In a tiny, shabby flat on the outskirts of Birmingham, Victor Nealon is talking about the day in 1996 that West Mercia police knocked on his door. His partner let them in. "When I asked what it was about," he says, "they said they were arresting me on suspicion of a crime against a woman. I told them I had nothing to do with it." Nealon agreed to be interviewed back at the police station. Unbeknown to him, he says, the police raided his home while he was there.
At the time, Nealon, then 36, was a postman. Originally from Ireland, he'd moved to the city the year before: "I left home when I was 17, and I'd been around Europe working, and in 1995, my uncle who lived in Birmingham asked me to visit. He said he knew someone would get me work – within 24 hours he'd got me into the Royal Mail. I decided to stay because the money was good. By March 1996 I'd moved in with a woman."
The crime the police arrested him for was this: A woman had been assaulted in the centre of Redditch after she left a club. The attacker jumped on her but she resisted, and he ran off. A number of witnesses saw the man; among the testimonies were claims that he had a Scottish accent and – the witnesses were unanimous on this – a very distinctive lump on his forehead. Six weeks later, they arrested Nealon, despite him having neither attribute.
The police asked him if he'd be willing to stand in an ID parade. "I said 'I've got nothing to fear, sure.'" This is investigative journalist Bob Woffenden's description of what happened next:
"The victim's friend [present at the time of the attack] did not pick him out. The club doorman did not pick him out. Two women who served the attacker at a burger bar (one of whom provided a particularly good description) did not pick Nealon out. And the victim herself? The police didn't even ask her to attend the parade.
"However, a barmaid picked Nealon out and so did a clubgoer, sort of (he was, he said, 'unsure, though it was possibly No.3 [Nealon]').
"That was all – although afterwards one witness was beckoned over by the investigating police officer. The witness then said he'd thought all along it was No.3 but, being naturally indecisive, he hadn't said so at the time."
Victor Nealon (left), and the area in Redditch where the attack took place.
As a result, Nealon was charged.
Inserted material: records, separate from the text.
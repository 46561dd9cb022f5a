//! Collaborator capabilities: generation, embedding, and retrieval.
//!
//! The runtime never talks to an LLM vendor directly. Backends implement
//! these traits and are injected into the engine, the memory service, and
//! the `rag_*` tools.

use crate::error::{LlmError, RetrievalError};
use crate::message::{Message, MessageToolCall};
use async_trait::async_trait;
use serde::{Deserialize, Serialize};
use serde_json::Value;
use tokio::sync::mpsc;

/// A tool definition sent to the LLM so it knows what tools it can call.
#[derive(Debug, Clone, PartialEq, Serialize, Deserialize)]
pub struct ToolDefinition {
    /// The tool name
    pub name: String,

    /// Description of what the tool does
    pub description: String,

    /// JSON Schema describing the tool's parameters
    pub parameters: Value,
}

/// Per-request generation options.
#[derive(Debug, Clone, Serialize, Deserialize)]
pub struct GenerateOptions {
    /// Temperature (0.0 = deterministic, 1.0 = creative)
    #[serde(default = "default_temperature")]
    pub temperature: f32,

    /// Maximum tokens to generate
    #[serde(default, skip_serializing_if = "Option::is_none")]
    pub max_tokens: Option<u32>,

    /// Stop sequences
    #[serde(default, skip_serializing_if = "Vec::is_empty")]
    pub stop: Vec<String>,
}

fn default_temperature() -> f32 {
    0.7
}

impl Default for GenerateOptions {
    fn default() -> Self {
        Self {
            temperature: default_temperature(),
            max_tokens: None,
            stop: Vec::new(),
        }
    }
}

impl GenerateOptions {
    pub fn with_temperature(mut self, temperature: f32) -> Self {
        self.temperature = temperature;
        self
    }
}

/// A tool call proposed by the LLM.
#[derive(Debug, Clone, PartialEq, Serialize, Deserialize)]
pub struct GeneratedToolCall {
    /// Provider-assigned id; the engine generates one when empty
    #[serde(default)]
    pub id: String,

    pub name: String,

    #[serde(default)]
    pub arguments: Value,
}

impl From<GeneratedToolCall> for MessageToolCall {
    fn from(call: GeneratedToolCall) -> Self {
        Self {
            id: call.id,
            name: call.name,
            arguments: call.arguments,
        }
    }
}

/// The result of `generate_with_tools`.
#[derive(Debug, Clone, Default, PartialEq, Serialize, Deserialize)]
pub struct Generation {
    #[serde(default)]
    pub text: String,

    #[serde(default, skip_serializing_if = "Vec::is_empty")]
    pub tool_calls: Vec<GeneratedToolCall>,
}

impl Generation {
    pub fn text(text: impl Into<String>) -> Self {
        Self {
            text: text.into(),
            tool_calls: Vec::new(),
        }
    }

    pub fn calls(calls: Vec<GeneratedToolCall>) -> Self {
        Self {
            text: String::new(),
            tool_calls: calls,
        }
    }
}

/// A single chunk in a streaming response.
#[derive(Debug, Clone, Default, Serialize, Deserialize)]
pub struct GenerationChunk {
    /// Partial content delta
    #[serde(default)]
    pub delta: String,

    /// Completed tool calls (typically only in the final chunk)
    #[serde(default, skip_serializing_if = "Vec::is_empty")]
    pub tool_calls: Vec<GeneratedToolCall>,

    /// Whether this is the final chunk
    #[serde(default)]
    pub done: bool,
}

/// The result of `generate_structured`.
#[derive(Debug, Clone, Serialize, Deserialize)]
pub struct StructuredGeneration {
    /// Raw model text
    pub raw: String,

    /// The parsed JSON value
    pub parsed: Value,
}

/// Stream receiver type shared by the streaming methods.
pub type ChunkStream = mpsc::Receiver<std::result::Result<GenerationChunk, LlmError>>;

/// Text generation over a chat-style LLM.
#[async_trait]
pub trait Generator: Send + Sync {
    /// A human-readable name for this backend.
    fn name(&self) -> &str;

    /// Plain prompt completion.
    async fn generate(
        &self,
        prompt: &str,
        opts: &GenerateOptions,
    ) -> std::result::Result<String, LlmError>;

    /// Chat completion with function-call descriptors.
    async fn generate_with_tools(
        &self,
        messages: &[Message],
        tools: &[ToolDefinition],
        opts: &GenerateOptions,
    ) -> std::result::Result<Generation, LlmError>;

    /// Generate JSON conforming to `schema`.
    async fn generate_structured(
        &self,
        prompt: &str,
        schema: &Value,
        opts: &GenerateOptions,
    ) -> std::result::Result<StructuredGeneration, LlmError>;

    /// Stream a plain completion.
    ///
    /// Default implementation calls `generate()` and wraps the result as a single chunk.
    async fn stream(
        &self,
        prompt: &str,
        opts: &GenerateOptions,
    ) -> std::result::Result<ChunkStream, LlmError> {
        let text = self.generate(prompt, opts).await?;
        let (tx, rx) = mpsc::channel(1);
        let _ = tx
            .send(Ok(GenerationChunk {
                delta: text,
                tool_calls: Vec::new(),
                done: true,
            }))
            .await;
        Ok(rx)
    }

    /// Stream a chat completion with tools.
    ///
    /// Default implementation calls `generate_with_tools()` and wraps the result as a single chunk.
    async fn stream_with_tools(
        &self,
        messages: &[Message],
        tools: &[ToolDefinition],
        opts: &GenerateOptions,
    ) -> std::result::Result<ChunkStream, LlmError> {
        let generation = self.generate_with_tools(messages, tools, opts).await?;
        let (tx, rx) = mpsc::channel(1);
        let _ = tx
            .send(Ok(GenerationChunk {
                delta: generation.text,
                tool_calls: generation.tool_calls,
                done: true,
            }))
            .await;
        Ok(rx)
    }
}

/// Text embedding.
#[async_trait]
pub trait Embedder: Send + Sync {
    async fn embed(&self, text: &str) -> std::result::Result<Vec<f32>, LlmError>;
}

/// A query against the document-retrieval pipeline.
#[derive(Debug, Clone, Serialize, Deserialize)]
pub struct RetrievalQuery {
    pub query: String,

    #[serde(default = "default_top_k")]
    pub top_k: usize,

    #[serde(default, skip_serializing_if = "Option::is_none")]
    pub temperature: Option<f32>,
}

fn default_top_k() -> usize {
    5
}

/// One source cited by a retrieval answer.
#[derive(Debug, Clone, Serialize, Deserialize)]
pub struct RetrievalSource {
    pub content: String,

    #[serde(default)]
    pub score: f32,

    #[serde(default, skip_serializing_if = "serde_json::Map::is_empty")]
    pub metadata: serde_json::Map<String, Value>,
}

#[derive(Debug, Clone, Serialize, Deserialize)]
pub struct RetrievalAnswer {
    pub answer: String,

    #[serde(default)]
    pub sources: Vec<RetrievalSource>,
}

/// Content handed to the retrieval pipeline for indexing.
#[derive(Debug, Clone, Serialize, Deserialize)]
pub enum IngestSource {
    Text(String),
    Path(std::path::PathBuf),
}

#[derive(Debug, Clone, Serialize, Deserialize)]
pub struct IngestReport {
    pub document_id: String,

    #[serde(default)]
    pub chunks: usize,
}

/// The opaque document-retrieval pipeline.
#[async_trait]
pub trait Retriever: Send + Sync {
    async fn query(
        &self,
        query: RetrievalQuery,
    ) -> std::result::Result<RetrievalAnswer, RetrievalError>;

    async fn ingest(
        &self,
        source: IngestSource,
        metadata: serde_json::Map<String, Value>,
    ) -> std::result::Result<IngestReport, RetrievalError>;
}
He says: "What I know now is that it was questionable. We have a lot of evidence to suggest the police officer knew my position in the parade and influenced witnesses."
He did have an alibi – he said he was watching videos with his partner and child. When the case came to trial, however, "that fell apart because of the question of what videos we watched were impugned by the police at court as rebuttal evidence," he says. "One of my partner's children had a diary and entered that we watched videos, but the police used evidence to say I'd given evidence [without] the correct titles.
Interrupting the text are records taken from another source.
//! The protocol server catalog (`mcpServers.json`).
//!
//! ```json
//! { "mcpServers": {
//!     "fs":  { "command": "mcp-fs", "args": ["--root", "."] },
//!     "web": { "url": "http://localhost:8931/mcp", "headers": {"Authorization": "Bearer x"} }
//! } }
//! ```
//!
//! A malformed file is an error; a malformed entry is skipped with a
//! warning so one bad server never takes its siblings down.

use crate::{ConfigError, RestartConfig, dirs_home};
use serde::{Deserialize, Serialize};
use std::collections::BTreeMap;
use std::path::{Path, PathBuf};
use tracing::{debug, warn};

/// File names accepted in each search directory, in priority order.
pub const CATALOG_FILE_NAMES: [&str; 2] = ["mcpServers.json", "mcp.json"];

/// How to reach a server.
#[derive(Debug, Clone, PartialEq, Eq, Serialize, Deserialize)]
#[serde(tag = "type", rename_all = "lowercase")]
pub enum TransportSpec {
    Stdio {
        command: String,
        #[serde(default)]
        args: Vec<String>,
        #[serde(default)]
        env: BTreeMap<String, String>,
        #[serde(default, skip_serializing_if = "Option::is_none")]
        working_dir: Option<PathBuf>,
    },
    Http {
        url: String,
        #[serde(default)]
        headers: BTreeMap<String, String>,
    },
}

impl TransportSpec {
    pub fn kind(&self) -> &'static str {
        match self {
            Self::Stdio { .. } => "stdio",
            Self::Http { .. } => "http",
        }
    }
}

#[derive(Debug, Clone, Copy, PartialEq, Eq, Serialize, Deserialize)]
pub struct RestartPolicy {
    pub max_restarts: u32,
    pub delay_ms: u64,
}

impl From<&RestartConfig> for RestartPolicy {
    fn from(config: &RestartConfig) -> Self {
        Self {
            max_restarts: config.max_restarts,
            delay_ms: config.delay_ms,
        }
    }
}

impl Default for RestartPolicy {
    fn default() -> Self {
        Self::from(&RestartConfig::default())
    }
}

/// Configuration for one protocol server.
#[derive(Debug, Clone, PartialEq, Eq, Serialize, Deserialize)]
pub struct ServerDescriptor {
    pub name: String,
    pub transport: TransportSpec,
    pub auto_start: bool,
    pub restart: RestartPolicy,
    #[serde(default)]
    pub tags: Vec<String>,
}

impl ServerDescriptor {
    pub fn stdio(name: impl Into<String>, command: impl Into<String>, args: Vec<String>) -> Self {
        Self {
            name: name.into(),
            transport: TransportSpec::Stdio {
                command: command.into(),
                args,
                env: BTreeMap::new(),
                working_dir: None,
            },
            auto_start: true,
            restart: RestartPolicy::default(),
            tags: Vec::new(),
        }
    }

    pub fn http(name: impl Into<String>, url: impl Into<String>) -> Self {
        Self {
            name: name.into(),
            transport: TransportSpec::Http {
                url: url.into(),
                headers: BTreeMap::new(),
            },
            auto_start: true,
            restart: RestartPolicy::default(),
            tags: Vec::new(),
        }
    }

    pub fn with_restart(mut self, max_restarts: u32, delay_ms: u64) -> Self {
        self.restart = RestartPolicy {
            max_restarts,
            delay_ms,
        };
        self
    }

    pub fn with_auto_start(mut self, auto_start: bool) -> Self {
        self.auto_start = auto_start;
        self
    }
}

/// One entry as it appears in the file.
#[derive(Debug, Clone, Deserialize)]
struct RawServer {
    #[serde(default, rename = "type")]
    kind: Option<String>,
    #[serde(default)]
    command: Option<String>,
    #[serde(default)]
    args: Vec<String>,
    #[serde(default)]
    env: BTreeMap<String, String>,
    #[serde(default, alias = "cwd")]
    working_dir: Option<PathBuf>,
    #[serde(default)]
    url: Option<String>,
    #[serde(default)]
    headers: BTreeMap<String, String>,
    #[serde(default)]
    auto_start: Option<bool>,
    #[serde(default)]
    max_restarts: Option<u32>,
    #[serde(default)]
    restart_delay_ms: Option<u64>,
    #[serde(default)]
    tags: Vec<String>,
}

impl RawServer {
    fn into_descriptor(
        self,
        name: &str,
        defaults: &RestartConfig,
    ) -> Result<ServerDescriptor, String> {
        // `type` defaults to stdio unless a url is present.
        let kind = match self.kind.as_deref() {
            Some(kind) => kind.to_ascii_lowercase(),
            None if self.url.is_some() => "http".into(),
            None => "stdio".into(),
        };

        let transport = match kind.as_str() {
            "stdio" => TransportSpec::Stdio {
                command: self
                    .command
                    .filter(|c| !c.trim().is_empty())
                    .ok_or("stdio server requires 'command'")?,
                args: self.args,
                env: self.env,
                working_dir: self.working_dir,
            },
            "http" | "sse" | "streamable-http" => TransportSpec::Http {
                url: self
                    .url
                    .filter(|u| !u.trim().is_empty())
                    .ok_or("http server requires 'url'")?,
                headers: self.headers,
            },
            other => return Err(format!("unknown transport type '{other}'")),
        };

        Ok(ServerDescriptor {
            name: name.to_string(),
            transport,
            auto_start: self.auto_start.unwrap_or(true),
            restart: RestartPolicy {
                max_restarts: self.max_restarts.unwrap_or(defaults.max_restarts),
                delay_ms: self.restart_delay_ms.unwrap_or(defaults.delay_ms),
            },
            tags: self.tags,
        })
    }
}

#[derive(Debug, Deserialize)]
struct RawCatalog {
    #[serde(rename = "mcpServers", default)]
    servers: BTreeMap<String, serde_json::Value>,
}

/// The set of server descriptors read from a catalog file.
#[derive(Debug, Clone, Default)]
pub struct ServerCatalog {
    pub servers: Vec<ServerDescriptor>,
    /// The file the catalog was read from, if any
    pub source: Option<PathBuf>,
}

impl ServerCatalog {
    /// Directories searched by [`ServerCatalog::discover`], in order.
    pub fn search_dirs() -> Vec<PathBuf> {
        let home = dirs_home().join(".rago");
        let mut dirs = Vec::with_capacity(3);
        if let Ok(cwd) = std::env::current_dir() {
            dirs.push(cwd);
        }
        dirs.push(home.clone());
        dirs.push(home.join("config"));
        dirs
    }

    /// Find the first catalog file in the standard locations.
    /// Finding none yields an empty catalog.
    pub fn discover(defaults: &RestartConfig) -> Result<Self, ConfigError> {
        Self::discover_in(&Self::search_dirs(), defaults)
    }

    pub fn discover_in(dirs: &[PathBuf], defaults: &RestartConfig) -> Result<Self, ConfigError> {
        for dir in dirs {
            for file in CATALOG_FILE_NAMES {
                let candidate = dir.join(file);
                if candidate.is_file() {
                    debug!(path = %candidate.display(), "Found server catalog");
                    return Self::load_from(&candidate, defaults);
                }
            }
        }
        debug!("No server catalog found, starting with no servers");
        Ok(Self::default())
    }

    /// Parse the catalog at `path`.
    pub fn load_from(path: &Path, defaults: &RestartConfig) -> Result<Self, ConfigError> {
        let content = std::fs::read_to_string(path).map_err(|e| ConfigError::ReadError {
            path: path.to_path_buf(),
            reason: e.to_string(),
        })?;
        let mut catalog = Self::parse(&content, defaults).map_err(|reason| {
            ConfigError::ParseError {
                path: path.to_path_buf(),
                reason,
            }
        })?;
        catalog.source = Some(path.to_path_buf());
        Ok(catalog)
    }

    /// Parse catalog JSON. Bad entries are skipped with a warning.
    pub fn parse(content: &str, defaults: &RestartConfig) -> Result<Self, String> {
        let raw: RawCatalog = serde_json::from_str(content).map_err(|e| e.to_string())?;

        let mut servers = Vec::with_capacity(raw.servers.len());
        for (name, value) in raw.servers {
            let entry = serde_json::from_value::<RawServer>(value)
                .map_err(|e| e.to_string())
                .and_then(|raw| raw.into_descriptor(&name, defaults));
            match entry {
                Ok(descriptor) => servers.push(descriptor),
                Err(reason) => warn!(server = %name, %reason, "Skipping malformed server entry"),
            }
        }

        Ok(Self {
            servers,
            source: None,
        })
    }

    pub fn get(&self, name: &str) -> Option<&ServerDescriptor> {
        self.servers.iter().find(|s| s.name == name)
    }
}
"But I pose the question to you or anyone else to remember what videos you watched when you were asked to remember what you watched six or seven weeks previously. The point is, the alibi was credible because my partner and children all gave evidence that I'd been at home watching videos with them." On top of that, there were telephone records that suggested he was at home when the attack took place. Nealon says this was never heard in court due to the incompetence of his trial lawyers.
Then there was the question of forensic evidence. Nealon volunteered a DNA sample, and garments from the victim were apparently examined by experts. The court was told that the results at the end of this process were "inconclusive". He was sentenced to life with a minimum tariff of seven years. He spent most of it in Wakefield prison in Yorkshire: 17 years in total.
Shockingly, there's evidence to suggest no tests whatsoever had been carried out. After years of legal battles, Nealon's solicitors secured independent tests on the victim's garments. Nealon's DNA was not recovered. But the DNA of another man was found on various locations consistent with the victim and her friend's description of the attack. The police force has now reopened its investigation.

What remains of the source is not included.